Il tutto alla luce del fatto che queste stesse tecnologie non sembrano offrire certezze ambientali di effettiva e duratura permanenza del sequestro della CO2 nei substrati geologici, e nonostante queste medesime tecnologie siano state inserite tra le soluzioni eleggibili nell'ambito dei progetti di CDM (Clean Development Mechanism, uno dei tre meccanismi di flessibilità del Protocollo di Kyoto) proprio nell'ultima COP 17, la Conferenza di Durban del Dicembre 2011.
Secondo il Worldwatch Institute, a livelo globale nel 2011 gli investimenti economici su progetti di CCS di grandi dimensioni non sono cresciuti rispetto all'anno precedente: sempre i dati 2011 registrano il fatto che la maggioranza delle risorse economiche stanziate per le tecnologie CCS è stata rivolta a progetti su centrali di generazione elettrica alimentate a fonti fossili, con particolare riferimento a quelle a carbone.

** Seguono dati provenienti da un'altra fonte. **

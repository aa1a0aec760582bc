//! Validation of recovered calls against the advertised set.

use crate::config::ToolCallingConfig;
use crate::parser::FunctionCall;
use policy::Decision;

/// Check a call against the functions advertised for this request.
///
/// Allowed unconditionally under allow-any; otherwise the call's name must
/// exactly match an advertised plain or qualified name.
pub fn check(call: &FunctionCall, config: &ToolCallingConfig) -> Decision {
    let advertised = config.advertised_names();
    config
        .choice()
        .check(&call.name, advertised.iter().map(String::as_str))
}

pub fn is_valid(call: &FunctionCall, config: &ToolCallingConfig) -> bool {
    check(call, config).is_allowed()
}

#[cfg(test)]
mod tests {
    use super::*;
    use crate::functions::{Arguments, FunctionDescriptor};
    use policy::FunctionChoice;

    fn config(allow_any: bool) -> ToolCallingConfig {
        ToolCallingConfig::new(
            FunctionChoice::auto().with_allow_any(allow_any),
            vec![FunctionDescriptor::new("now", "Current time").in_group("time")],
        )
    }

    fn call(name: &str) -> FunctionCall {
        FunctionCall::new(name, Arguments::new())
    }

    #[test]
    fn advertised_names_are_valid() {
        assert!(is_valid(&call("now"), &config(false)));
        assert!(is_valid(&call("time-now"), &config(false)));
    }

    #[test]
    fn unadvertised_name_rejected_unless_allow_any() {
        assert!(!is_valid(&call("shutdown"), &config(false)));
        assert!(is_valid(&call("shutdown"), &config(true)));
    }

    #[test]
    fn matching_is_case_sensitive() {
        assert!(!is_valid(&call("Now"), &config(false)));
        assert!(matches!(check(&call("Now"), &config(false)), Decision::Deny { .. }));
    }
}
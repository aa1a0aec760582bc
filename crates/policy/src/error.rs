//! Policy error types.

use thiserror::Error;

/// Policy errors.
///
/// This enum is marked `#[non_exhaustive]` to allow adding new variants
/// in future versions without breaking downstream code.
#[derive(Debug, Error)]
#[non_exhaustive]
pub enum Error {
    /// The function-choice configuration is inconsistent.
    #[error("invalid function choice: {0}")]
    Invalid(String),

    /// Failed to parse a function-choice document.
    #[error("failed to parse function choice: {0}")]
    Parse(String),

    /// An I/O error occurred while reading the configuration.
    #[error("IO error: {0}")]
    Io(#[from] std::io::Error),
}

pub type Result<T> = std::result::Result<T, Error>;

Sempre secondo il report del WWI, gli USA sono i maggiori investitori in progetti di cattura e stoccaggi geologico della CO2 con 7,4 miliardi di dollari di investimento deciso (di cui 6,1 già stanziati): e sempre a proposito di investimenti, l'Unione Europea ha programmato investimenti per oltre 5,6 miliardi di dollari nelle tecnologie di CCS.
I valori economici sono di importo rilevante, ma l'oggettività mostra che i costi aggiuntivi legati alla realizzazione di un impianto di cattura e stoccaggio della CO2 in una centrale energetica sono elevati, e comportano un extra costo del kWh elettrico.
Secondo i dati della IEA (peraltro citati anche nel report dell'WWI) creare un impianto di CCS vicino ad una centrale a carbone fa aumentare i prezzi medi dell'elettricità prodotta dall'impianto tra il 39% e il 64% (pur a fronte di una stima di potenziale riduzione delle emissioni di CO2 mediante stoccaggio anche fino al 90% del valore massico prodotto dalla combustione del carbone), con una diminuzione dell'efficienza delle centrali che può arrivare fino al -20/25%: similmente, per le centrali a gas naturale si verificherebbe un incremento dei costi del 33%.
Al di là di logiche puramente economiche, a livello ambientale la tecnologia del CCS ha dei limiti anche in riferimento al maggiore utilizzo di acqua nel ciclo produttivo rispetto a centrali "tradizionali" (le centrali accoppiate a sistemid i CCS consumano tra l'87 e il 93% di acqua in più al MWh elettrico generato).
Il tutto fermo restando che esiste sempre la possibilità di rilasci di CO2 dal sequestro geologico.
Robert Engelman (Presidente del Worldwatch Institute): "Una tecnologia che sia in grado di sequestrare in modo permanente grossi quantitativi di anidride carbonica è costosa, e finora i mercati mondiali e i Governi non hanno dato molto valore all'anidride carbonica né alla prevenzione dei cambiamenti climatici di origine antropica”.
In queste condizioni si può davvero dire che gli sviluppi per questa ed altre tecnologie virtuose non possono essere dietro l'angolo.